Княжна отняла у него недоуздок и отвела бедолагу в стойло. Малышу было от силы месяца три-четыре. Свобода промывала ему глаза отваром ромашки, у князя Ворона взяла состав для приготовления мази от лишая, а вместо материнского молока поила жеребёнка коровьим и козьим: другие кобылицы отвергали бедняжку. В качестве прикорма княжна замешивала для него молотый овёс с тёплой водой.
Когда сад оделся в душистый свадебный наряд, Свобода скакала по лугу на покладистой, но весёлой кобылке Пчёлке, а Бурушка (так она назвала своего питомца) мчался следом, радостно задрав хвост. Его шкура лоснилась, как шёлк, грива торчала густой льняной щёточкой, а в ясных глазёнках сиял, отражаясь, весь его небольшой окружающий мирок. Теперь явно проступала его красивая тёмно-игреневая масть.
– Давай, Бурушка, не отставай! – задорно окликала Свобода своего выкормыша.
Бурушка стал совсем здоров и весел, хорошо кушал и любил резвиться, намного обгоняя в росте своих сверстников и обещая со временем превратиться в исполинского богатырского коня. Он был из северо-воронецких тяжеловозов – с кряжистым телом, могучими коренастыми ногами и густыми щётками над копытами. За своей спасительницей он бегал неотвязным «хвостиком», как за мамой.
– Выходила ведь, – качали головами конюхи, глядя на княжну и её юного друга.
Сама Свобода к своим одиннадцати годам выглядела уже совсем взрослой – на вид ей давали все восемнадцать. Она нередко проезжала мимо дома Одинца, но не смела постучаться… А однажды застала там большое гулянье – с песнями, плясками и столами под открытым небом.
– А что там празднуют? – спросила княжна у пробегавших мимо мальчишек.
– Так свадьбу дочки Одинца-кузнеца, Любони, – был ответ.

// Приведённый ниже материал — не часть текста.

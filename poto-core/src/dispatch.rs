//! Method dispatch and streaming transport.
//!
//! Maps `<VERB> /<handler>/<method>` onto a registered module method,
//! decodes the argument envelope, invokes the method inside a request
//! context, and frames the result: a single JSON body, a server-sent-event
//! stream of encoded values, or a raw byte stream.

use std::convert::Infallible;
use std::sync::Arc;

use axum::body::{to_bytes, Body};
use axum::extract::{Path, Request, State};
use axum::response::{IntoResponse, Response};
use axum::routing::any;
use axum::Router;
use bytes::Bytes;
use futures_util::StreamExt;
use http::{header, HeaderMap, HeaderValue, StatusCode};
use poto_codec::{Codec, Composite, Value};
use tokio::sync::mpsc;
use tokio_stream::wrappers::ReceiverStream;
use tracing::{debug, warn};

use crate::auth::Authenticator;
use crate::context::{ContextStream, RequestContext, RequestInfo};
use crate::error::RpcError;
use crate::handler::{ByteStream, HandlerRegistry, RpcResponse, ValueStream};

/// Terminal frame signalling successful completion of an event stream.
const DONE_FRAME: &str = r#"{"__done":true}"#;

/// Shared dispatcher state: the append-only registry, the authentication
/// seam, and the codec with its configured limits.
#[derive(Clone)]
pub struct RpcState {
    registry: Arc<HandlerRegistry>,
    authenticator: Arc<dyn Authenticator>,
    codec: Codec,
}

impl RpcState {
    pub fn new(
        registry: Arc<HandlerRegistry>,
        authenticator: Arc<dyn Authenticator>,
        codec: Codec,
    ) -> Self {
        Self {
            registry,
            authenticator,
            codec,
        }
    }

    pub fn codec(&self) -> &Codec {
        &self.codec
    }
}

/// Build the RPC dispatch router over `/{handler}/{method}`.
pub fn rpc_router(state: RpcState) -> Router {
    Router::new()
        .route("/{handler}/{method}", any(dispatch))
        .with_state(state)
}

async fn dispatch(
    State(state): State<RpcState>,
    Path((handler_seg, method_seg)): Path<(String, String)>,
    req: Request,
) -> Response {
    let Some(handler) = state.registry.get(&handler_seg.to_lowercase()) else {
        return RpcError::NotFound(format!("Unknown handler {handler_seg}")).into_response();
    };
    let Some(method) = handler.method(req.method(), &method_seg.to_lowercase()) else {
        return RpcError::NotFound(format!(
            "Unknown method {method_seg} on handler {}",
            handler.name()
        ))
        .into_response();
    };

    let principal = state.authenticator.authenticate(req.headers()).await;

    if !method.required_roles().is_empty() {
        let roles = method.required_roles().join(", ");
        match &principal {
            None => {
                return RpcError::Unauthorized(format!(
                    "Method {} requires roles [{roles}]",
                    method.raw_name()
                ))
                .into_response();
            }
            Some(p) if !method.required_roles().iter().any(|r| p.has_role(r)) => {
                warn!(
                    principal = p.id(),
                    method = method.raw_name(),
                    "principal lacks the required roles"
                );
                return RpcError::Forbidden(format!(
                    "Method {} requires roles [{roles}]",
                    method.raw_name()
                ))
                .into_response();
            }
            _ => {}
        }
    }

    let (parts, body) = req.into_parts();
    let args = match read_args(&state.codec, &parts, body).await {
        Ok(args) => args,
        Err(e) => return e.into_response(),
    };
    if args.len() < method.required_args() {
        return RpcError::BadRequest(format!(
            "Method {} expects at least {} arguments, got {}",
            method.raw_name(),
            method.required_args(),
            args.len()
        ))
        .into_response();
    }

    debug!(
        handler = handler.name(),
        method = method.raw_name(),
        principal = principal.as_deref().map(|p| p.id()),
        args = args.len(),
        "dispatching rpc call"
    );

    let ctx = RequestContext::new(
        principal,
        RequestInfo {
            method: parts.method.clone(),
            uri: parts.uri.clone(),
            headers: parts.headers.clone(),
        },
    );

    // If the transport drops us mid-invoke (client disconnect), the guard
    // cancels the token so spawned helpers observe it.
    let guard = ctx.cancellation().drop_guard();
    let result = ctx.clone().scope(method.invoke(args)).await;
    let _ = guard.disarm();

    match result {
        Err(e) => {
            warn!(method = method.raw_name(), error = %e, "handler failed before first byte");
            error_with_headers(&ctx, e)
        }
        Ok(RpcResponse::Value(value)) => scalar_response(&state.codec, &ctx, value).await,
        Ok(RpcResponse::Stream(stream)) => event_stream_response(state.codec.clone(), ctx, stream),
        Ok(RpcResponse::Bytes(stream)) => byte_stream_response(ctx, stream),
    }
}

/// Decode the positional-argument envelope: a JSON array in the body for
/// POST/PUT/PATCH, or in the single `args` query parameter for GET/DELETE.
async fn read_args(
    codec: &Codec,
    parts: &http::request::Parts,
    body: Body,
) -> Result<Vec<Value>, RpcError> {
    let text = if parts.method == http::Method::GET || parts.method == http::Method::DELETE {
        let query = parts.uri.query().unwrap_or("");
        match form_urlencoded::parse(query.as_bytes()).find(|(k, _)| k == "args") {
            Some((_, v)) => v.into_owned(),
            None => return Ok(Vec::new()),
        }
    } else {
        let limit = codec.limits().max_blob_bytes;
        let bytes = to_bytes(body, limit)
            .await
            .map_err(|e| RpcError::BadRequest(format!("unreadable request body: {e}")))?;
        if bytes.is_empty() {
            return Ok(Vec::new());
        }
        String::from_utf8(bytes.to_vec())
            .map_err(|_| RpcError::BadRequest("request body is not UTF-8".into()))?
    };

    let decoded = codec
        .decode_str(&text)
        .map_err(|e| RpcError::BadRequest(format!("malformed argument envelope: {e}")))?;
    match decoded {
        Value::Composite(handle) => match &*handle.read() {
            Composite::Array(items) => Ok(items.clone()),
            _ => Err(RpcError::BadRequest(
                "argument envelope must be a JSON array".into(),
            )),
        },
        _ => Err(RpcError::BadRequest(
            "argument envelope must be a JSON array".into(),
        )),
    }
}

/// Apply the carrier's buffered headers onto a response being built.
fn apply_context_headers(target: &mut HeaderMap, ctx: &RequestContext) {
    for (name, value) in ctx.response_headers().iter() {
        target.append(name.clone(), value.clone());
    }
}

fn error_with_headers(ctx: &RequestContext, err: RpcError) -> Response {
    let mut response = err.into_response();
    let mut buffered = ctx.response_headers();
    // The error framing owns the content type.
    buffered.remove(header::CONTENT_TYPE);
    for (name, value) in buffered.iter() {
        response.headers_mut().append(name.clone(), value.clone());
    }
    response
}

async fn scalar_response(codec: &Codec, ctx: &RequestContext, value: Value) -> Response {
    let encoded = match codec.encode_to_string_async(&value).await {
        Ok(text) => text,
        Err(e) => {
            warn!(error = %e, "failed to encode handler result");
            return error_with_headers(ctx, RpcError::from(e));
        }
    };
    let mut response = (StatusCode::OK, encoded).into_response();
    apply_context_headers(response.headers_mut(), ctx);
    response.headers_mut().insert(
        header::CONTENT_TYPE,
        HeaderValue::from_static("application/json"),
    );
    response
}

/// Frame a lazy sequence as server-sent events. A context-scoped driver
/// task pulls one element at a time through a bounded channel, so the
/// dispatcher awaits each chunk before requesting the next. Dropping the
/// response body (client disconnect) cancels the request token and drops
/// the handler's stream, which runs its cleanup.
fn event_stream_response(codec: Codec, ctx: RequestContext, stream: ValueStream) -> Response {
    let (tx, rx) = mpsc::channel::<Result<Bytes, Infallible>>(1);
    let driver_ctx = ctx.clone();
    tokio::spawn(driver_ctx.clone().scope(drive_events(
        codec,
        driver_ctx,
        stream,
        tx,
    )));

    let mut response = Response::builder()
        .status(StatusCode::OK)
        .body(Body::from_stream(ReceiverStream::new(rx)))
        .unwrap_or_else(|_| StatusCode::INTERNAL_SERVER_ERROR.into_response());
    apply_context_headers(response.headers_mut(), &ctx);
    let headers = response.headers_mut();
    headers.insert(
        header::CONTENT_TYPE,
        HeaderValue::from_static("text/event-stream"),
    );
    headers.insert(header::CACHE_CONTROL, HeaderValue::from_static("no-cache"));
    response
}

fn sse_frame(payload: &str) -> Bytes {
    Bytes::from(format!("data: {payload}\n\n"))
}

async fn drive_events(
    codec: Codec,
    ctx: RequestContext,
    mut stream: ValueStream,
    tx: mpsc::Sender<Result<Bytes, Infallible>>,
) {
    loop {
        let item = tokio::select! {
            _ = ctx.cancelled() => {
                debug!("event stream cancelled; dropping remaining chunks");
                break;
            }
            item = stream.next() => item,
        };

        // (frame, terminal)
        let (frame, terminal) = match item {
            None => (sse_frame(DONE_FRAME), true),
            Some(Ok(value)) => match codec.encode_to_string(&value) {
                Ok(text) => (sse_frame(&text), false),
                Err(e) => {
                    warn!(error = %e, "failed to encode stream element");
                    (sse_frame(&RpcError::from(e).to_envelope_text()), true)
                }
            },
            Some(Err(e)) => {
                warn!(error = %e, "handler failed mid-stream");
                (sse_frame(&e.to_envelope_text()), true)
            }
        };

        if tx.send(Ok(frame)).await.is_err() {
            // Receiver gone: the client disconnected.
            ctx.cancel();
            break;
        }
        if terminal {
            break;
        }
    }
    // The handler's stream is dropped here on every exit path.
}

/// Frame raw bytes as an HTTP body. The content type defaults to
/// `application/octet-stream`; a handler may override it through the
/// carrier's header buffer before returning the stream.
fn byte_stream_response(ctx: RequestContext, stream: ByteStream) -> Response {
    let scoped = ContextStream::new(ctx.clone(), stream);
    let mut response = Response::builder()
        .status(StatusCode::OK)
        .body(Body::from_stream(scoped))
        .unwrap_or_else(|_| StatusCode::INTERNAL_SERVER_ERROR.into_response());
    apply_context_headers(response.headers_mut(), &ctx);
    let headers = response.headers_mut();
    if !headers.contains_key(header::CONTENT_TYPE) {
        headers.insert(
            header::CONTENT_TYPE,
            HeaderValue::from_static("application/octet-stream"),
        );
    }
    response
}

Свобода не чувствовала себя вправе войти в дом с поздравлениями молодым. Вряд ли ей обрадовались бы здесь: она была дочерью человека, обидевшего эту семью. Перед тем как уехать, она полюбопытствовала только:
– А за кого она выходит?
– А за Смилину, кошку с Белых гор, – грянуло громом среди ясного неба, а молния сожгла сердце Свободы дотла. – Она три года где-то пропадала, а теперь вернулась, чтоб Любоню в жёны взять и в Белые горы с собой увезти.

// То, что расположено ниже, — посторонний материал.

//! The reserved tag vocabulary of the wire envelope.
//!
//! Every tagged value is a JSON object carrying exactly one key from
//! [`RESERVED_TAGS`]. Composite forms additionally carry a [`REF_ID_KEY`]
//! sibling holding their dense reference id.

use serde_json::Value as Json;

/// Tag key discriminating an encoded date.
pub const TAG_DATE: &str = "__date";
/// Tag key discriminating an encoded regular expression.
pub const TAG_REGEXP: &str = "__regexp";
/// Tag key discriminating an encoded keyed mapping.
pub const TAG_MAP: &str = "__map";
/// Tag key discriminating an encoded uniqueness set.
pub const TAG_SET: &str = "__set";
/// Tag key discriminating an arbitrary-precision integer.
pub const TAG_BIGINT: &str = "__bigint";
/// Tag key discriminating a non-plain numeric value.
pub const TAG_NUMBER: &str = "__number";
/// Wrap form for booleans; emitted bare, accepted on decode.
pub const TAG_BOOLEAN: &str = "__boolean";
/// Wrap form for strings; emitted bare, accepted on decode.
pub const TAG_STRING: &str = "__string";
/// Wrap form for null; emitted bare, accepted on decode.
pub const TAG_NULL: &str = "__null";
/// Tag key discriminating the "absent" marker (distinct from null).
pub const TAG_UNDEFINED: &str = "__undefined";
/// Tag key discriminating an opaque byte blob with media type.
pub const TAG_BLOB: &str = "__blob";
/// Tag key discriminating a raw byte buffer.
pub const TAG_ARRAYBUFFER: &str = "__arraybuffer";
/// Tag key discriminating a typed numeric array view.
pub const TAG_TYPEDARRAY: &str = "__typedarray";
/// Tag key discriminating an aligned buffer view.
pub const TAG_DATAVIEW: &str = "__dataview";
/// Tag key discriminating an error value.
pub const TAG_ERROR: &str = "__error";
/// Tag key discriminating a URL value.
pub const TAG_URL: &str = "__url";
/// Tag key citing a previously emitted reference id.
pub const TAG_REF: &str = "__ref";
/// Legacy placeholder with no back-reference; refused on decode.
pub const TAG_CIRCULAR_REF: &str = "__circular_ref";
/// Tag key discriminating an ordered sequence with identity.
pub const TAG_ARRAY: &str = "__array";

/// Sibling key carrying the dense reference id of a composite form.
pub const REF_ID_KEY: &str = "__refId";

/// The full reserved tag vocabulary.
pub const RESERVED_TAGS: &[&str] = &[
    TAG_DATE,
    TAG_REGEXP,
    TAG_MAP,
    TAG_SET,
    TAG_BIGINT,
    TAG_NUMBER,
    TAG_BOOLEAN,
    TAG_STRING,
    TAG_NULL,
    TAG_UNDEFINED,
    TAG_BLOB,
    TAG_ARRAYBUFFER,
    TAG_TYPEDARRAY,
    TAG_DATAVIEW,
    TAG_ERROR,
    TAG_URL,
    TAG_REF,
    TAG_CIRCULAR_REF,
    TAG_ARRAY,
];

/// Whether `key` belongs to the reserved tag vocabulary.
pub fn is_reserved(key: &str) -> bool {
    RESERVED_TAGS.contains(&key)
}

/// Decide, in bounded time, whether a parsed JSON tree uses the tag
/// vocabulary anywhere within `max_depth` levels.
///
/// True if the root or any descendant object has a key intersecting the
/// reserved set (or a `__refId` sibling). Nodes below the depth limit are
/// not examined.
pub fn is_type_preserved(root: &Json, max_depth: usize) -> bool {
    scan(root, 0, max_depth)
}

fn scan(node: &Json, depth: usize, max_depth: usize) -> bool {
    if depth > max_depth {
        return false;
    }
    match node {
        Json::Object(map) => {
            if map.keys().any(|k| k == REF_ID_KEY || is_reserved(k)) {
                return true;
            }
            map.values().any(|v| scan(v, depth + 1, max_depth))
        }
        Json::Array(items) => items.iter().any(|v| scan(v, depth + 1, max_depth)),
        _ => false,
    }
}

#[cfg(test)]
mod tests {
    use super::*;
    use serde_json::json;

    #[test]
    fn plain_json_is_not_type_preserved() {
        let v = json!({"a": 1, "b": [true, null, "x"]});
        assert!(!is_type_preserved(&v, 20));
    }

    #[test]
    fn tagged_root_is_detected() {
        let v = json!({"__date": "2023-01-01T00:00:00.000Z"});
        assert!(is_type_preserved(&v, 20));
    }

    #[test]
    fn nested_tag_is_detected() {
        let v = json!({"outer": {"inner": [{"__bigint": "1"}]}});
        assert!(is_type_preserved(&v, 20));
    }

    #[test]
    fn ref_id_sibling_is_detected() {
        let v = json!({"__refId": 0, "name": "A"});
        assert!(is_type_preserved(&v, 20));
    }

    #[test]
    fn depth_limit_bounds_the_scan() {
        let v = json!({"a": {"b": {"c": {"__set": []}}}});
        assert!(is_type_preserved(&v, 20));
        assert!(!is_type_preserved(&v, 2));
    }
}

Она рванулась бы в дом, растолкала бы гостей, отпихнула невесту и повисла на плечах Смилины… Но в груди не осталось сердца, чтобы куда-либо рваться. Луг раскрыл ей объятия, и она мчалась на Пчёлке не разбирая дороги, а Бурушка скакал следом. Опомнившись, княжна спешилась и отпустила кобылку попастись, а Бурушку обняла за шею и бесслёзно затряслась. Солнце светило будто в насмешку ей – беспощадно ярко, щедро, прогревая каждую травинку, а ей хотелось стать дождливой ночью, ссутулиться и закутаться в чёрный плащ из вороньих перьев.